____ Provided records

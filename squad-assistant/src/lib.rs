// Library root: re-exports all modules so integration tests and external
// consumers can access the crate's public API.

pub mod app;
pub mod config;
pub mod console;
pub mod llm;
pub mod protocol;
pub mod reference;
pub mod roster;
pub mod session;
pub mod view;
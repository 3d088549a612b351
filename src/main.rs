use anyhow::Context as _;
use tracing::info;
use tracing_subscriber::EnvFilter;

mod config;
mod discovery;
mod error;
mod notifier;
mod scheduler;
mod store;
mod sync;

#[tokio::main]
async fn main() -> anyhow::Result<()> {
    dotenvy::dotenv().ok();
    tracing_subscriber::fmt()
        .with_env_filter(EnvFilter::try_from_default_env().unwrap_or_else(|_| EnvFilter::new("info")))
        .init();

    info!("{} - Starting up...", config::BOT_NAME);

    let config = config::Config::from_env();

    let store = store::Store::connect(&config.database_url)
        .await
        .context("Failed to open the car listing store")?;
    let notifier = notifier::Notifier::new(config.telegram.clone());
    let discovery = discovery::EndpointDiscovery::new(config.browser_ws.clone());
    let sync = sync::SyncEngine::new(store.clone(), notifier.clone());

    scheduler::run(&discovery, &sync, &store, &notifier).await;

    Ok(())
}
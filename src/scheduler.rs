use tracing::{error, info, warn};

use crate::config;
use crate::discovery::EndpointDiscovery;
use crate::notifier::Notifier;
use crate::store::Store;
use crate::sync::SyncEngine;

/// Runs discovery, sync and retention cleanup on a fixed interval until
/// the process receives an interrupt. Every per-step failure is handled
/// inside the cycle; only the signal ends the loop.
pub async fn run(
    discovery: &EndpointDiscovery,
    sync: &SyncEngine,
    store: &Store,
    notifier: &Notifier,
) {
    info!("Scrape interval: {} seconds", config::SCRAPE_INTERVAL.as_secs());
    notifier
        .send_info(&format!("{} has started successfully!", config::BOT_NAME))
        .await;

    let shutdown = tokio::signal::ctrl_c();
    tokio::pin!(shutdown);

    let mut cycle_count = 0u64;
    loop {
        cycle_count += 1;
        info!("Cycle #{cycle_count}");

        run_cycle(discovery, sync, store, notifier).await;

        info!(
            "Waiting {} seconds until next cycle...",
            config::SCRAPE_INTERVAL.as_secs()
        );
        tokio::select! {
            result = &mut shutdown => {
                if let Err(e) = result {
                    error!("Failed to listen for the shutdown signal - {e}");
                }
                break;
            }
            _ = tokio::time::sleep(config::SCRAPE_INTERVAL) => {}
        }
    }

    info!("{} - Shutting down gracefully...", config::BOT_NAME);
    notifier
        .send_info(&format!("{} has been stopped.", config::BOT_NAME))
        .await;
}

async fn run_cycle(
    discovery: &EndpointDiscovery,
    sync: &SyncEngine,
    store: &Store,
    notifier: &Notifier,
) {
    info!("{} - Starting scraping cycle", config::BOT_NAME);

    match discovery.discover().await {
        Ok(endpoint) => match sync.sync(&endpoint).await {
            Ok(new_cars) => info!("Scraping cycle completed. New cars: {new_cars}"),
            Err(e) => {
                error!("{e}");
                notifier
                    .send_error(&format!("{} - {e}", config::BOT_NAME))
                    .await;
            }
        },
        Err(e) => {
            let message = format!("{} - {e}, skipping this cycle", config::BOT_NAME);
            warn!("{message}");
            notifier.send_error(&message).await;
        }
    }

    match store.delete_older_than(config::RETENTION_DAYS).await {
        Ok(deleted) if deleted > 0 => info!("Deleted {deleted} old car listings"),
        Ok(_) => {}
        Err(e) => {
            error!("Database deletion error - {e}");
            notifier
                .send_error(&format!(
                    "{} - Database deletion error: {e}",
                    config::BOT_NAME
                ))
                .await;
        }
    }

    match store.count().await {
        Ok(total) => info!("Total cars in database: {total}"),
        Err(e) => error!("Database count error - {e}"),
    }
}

________

Your answer should be every line above that contains the word "shutdown".

    let shutdown = tokio::signal::ctrl_c();
    tokio::pin!(shutdown);
            result = &mut shutdown => {
                    error!("Failed to listen for the shutdown signal - {e}");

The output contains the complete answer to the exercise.